In relazione alla pericolosità sociale pericolosità intesa come rischio di reicidivanza di cui all’art. 274 c.p.p., lett. c), il Tribunale ha osservato che l’imputato è stato condannato il primo grado per un grave gesto, incontrollato ed estremamente pericoloso per l’incolumità dei vicini di casa, che ha cercato di investire con la propria autovettura, nell’ambito di una acerba conflittualità creatasi sostanzialmente a causa dei disturbi della personalità del T. (si procede presso l’A.G. di Rimini per il reato di stalking). A fronte dell’allarmante pericolosità del prevenuto, il mero decorso del tempo non vale ad attenuare le ravvisate esigenze cautelari che, peraltro, non si prestano ad essere salvaguardate con misure diverse dalla custodia in carcere. Misure non custodiali lascerebbero il prevenuto libero di reiterare le medesime condotte criminose e la misura domiciliare non è applicabile in considerazione della condanna ostativa ex art. 284 c.p.p., comma 5 bis per evasione divenuta irrevocabile nel 2006.

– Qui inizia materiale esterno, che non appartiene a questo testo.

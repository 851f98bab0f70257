// SPDX-License-Identifier: Apache-2.0 OR MIT
// Copyright (c) 2025-2026 naskel.com

//! Field-by-field access for custom write/read routines.

use crate::error::CodecResult;
use crate::model::{ClassDef, Instance, Value};
use std::sync::Arc;

/// Field values staged by a custom write routine, written by
/// [`super::ObjectWriter::write_fields`] in the default field layout.
#[derive(Debug, Clone)]
pub struct PutFields {
    staged: Instance,
}

impl PutFields {
    pub(crate) fn new(class: &Arc<ClassDef>) -> Self {
        Self {
            staged: Instance::new(class),
        }
    }

    /// Stage a value; fields never put are written with their zero value.
    pub fn put(&mut self, name: &str, value: impl Into<Value>) -> CodecResult<&mut Self> {
        self.staged.set(name, value.into())?;
        Ok(self)
    }

    pub(crate) fn staged(&self) -> &Instance {
        &self.staged
    }
}

/// Field values read by [`super::ObjectReader::read_fields`].
#[derive(Debug, Clone)]
pub struct GetFields {
    read: Instance,
}

impl GetFields {
    pub(crate) fn new(read: Instance) -> Self {
        Self { read }
    }

    pub fn get(&self, name: &str) -> Option<&Value> {
        self.read.get(name)
    }

    /// Value of `name`, or `default` if the class has no such field.
    pub fn get_or(&self, name: &str, default: Value) -> Value {
        self.get(name).cloned().unwrap_or(default)
    }

    pub fn into_instance(self) -> Instance {
        self.read
    }
}
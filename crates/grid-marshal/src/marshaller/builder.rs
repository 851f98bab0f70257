// SPDX-License-Identifier: Apache-2.0 OR MIT
// Copyright (c) 2025-2026 naskel.com

//! Builder for [`GridMarshaller`].

use super::GridMarshaller;
use crate::codec::{FallbackMarshaller, FieldsIndexRegistry, JsonFallback};
use crate::config::MarshallerConfig;
use crate::descriptor::{ClassDescriptorRegistry, ClassLoader};
use crate::error::MarshalResult;
use crate::model::ClassDef;
use std::sync::Arc;

/// Builder for configuring and creating a [`GridMarshaller`].
pub struct GridMarshallerBuilder {
    config: MarshallerConfig,
    registry: Option<Arc<ClassDescriptorRegistry>>,
    fallback: Option<Arc<dyn FallbackMarshaller>>,
    /// Classes indexed at build time, on top of `config.indexed_types`
    indexed: Vec<Arc<ClassDef>>,
    /// Resolves `config.indexed_types` by name
    class_loader: Option<Arc<dyn ClassLoader>>,
}

impl GridMarshallerBuilder {
    pub(super) fn new() -> Self {
        Self {
            config: MarshallerConfig::default(),
            registry: None,
            fallback: None,
            indexed: Vec::new(),
            class_loader: None,
        }
    }

    pub fn config(mut self, config: MarshallerConfig) -> Self {
        self.config = config;
        self
    }

    pub fn pool_size(mut self, pool_size: usize) -> Self {
        self.config.pool_size = pool_size;
        self
    }

    pub fn max_depth(mut self, max_depth: usize) -> Self {
        self.config.max_depth = max_depth;
        self
    }

    pub fn fields_indexing(mut self, enabled: bool) -> Self {
        self.config.fields_indexing = enabled;
        self
    }

    /// Share a descriptor registry with other marshallers.
    pub fn registry(mut self, registry: Arc<ClassDescriptorRegistry>) -> Self {
        self.registry = Some(registry);
        self
    }

    /// Replace the JSON fallback used for throwables.
    pub fn fallback(mut self, fallback: Arc<dyn FallbackMarshaller>) -> Self {
        self.fallback = Some(fallback);
        self
    }

    pub fn index_class(mut self, class: Arc<ClassDef>) -> Self {
        self.indexed.push(class);
        self
    }

    pub fn class_loader(mut self, loader: Arc<dyn ClassLoader>) -> Self {
        self.class_loader = Some(loader);
        self
    }

    /// Validate the configuration and enable fields indexing for every
    /// requested class. Unknown class names are logged and skipped.
    pub fn build(self) -> MarshalResult<GridMarshaller> {
        self.config.validate()?;

        let mut indexed = self.indexed;
        for name in &self.config.indexed_types {
            match self.class_loader.as_ref().and_then(|l| l.load_by_name(name)) {
                Some(class) => indexed.push(class),
                None => log::warn!(
                    "[marshaller] indexed type {} not found in class loader {}",
                    name,
                    self.class_loader.as_ref().map_or("<none>", |l| l.name())
                ),
            }
        }

        let marshaller = GridMarshaller::assemble(
            self.config,
            self.registry
                .unwrap_or_else(|| Arc::new(ClassDescriptorRegistry::new())),
            Arc::new(FieldsIndexRegistry::new()),
            self.fallback.unwrap_or_else(|| Arc::new(JsonFallback)),
        );
        for class in &indexed {
            if !marshaller.enable_fields_indexing(class)? {
                log::warn!(
                    "[marshaller] {} cannot carry a field footer, indexing skipped",
                    class.name()
                );
            }
        }
        log::debug!(
            "[marshaller] built (pool_size={}, max_depth={}, indexed={})",
            marshaller.config().pool_size,
            marshaller.config().max_depth,
            indexed.len()
        );
        Ok(marshaller)
    }
}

A tale motivazione,il T. ha proposto una impugnazione generica e aspecifica che si è limitata a riproporre i motivi già avanzati davanti al tribunale di Bologna. Alla declaratoria di inammissibilità del ricorso conseguono le statuizioni di cui all’art. 616 c.p.p..
P.Q.M.

La Corte dichiara inammissibile il ricorso e condanna il ricorrente al pagamento delle spese processuali e della somma di Euro 1.000,00 in favore della Cassa delle Ammende.

Testo non ufficiale. La sola stampa del bollettino ufficiale ha carattere legale.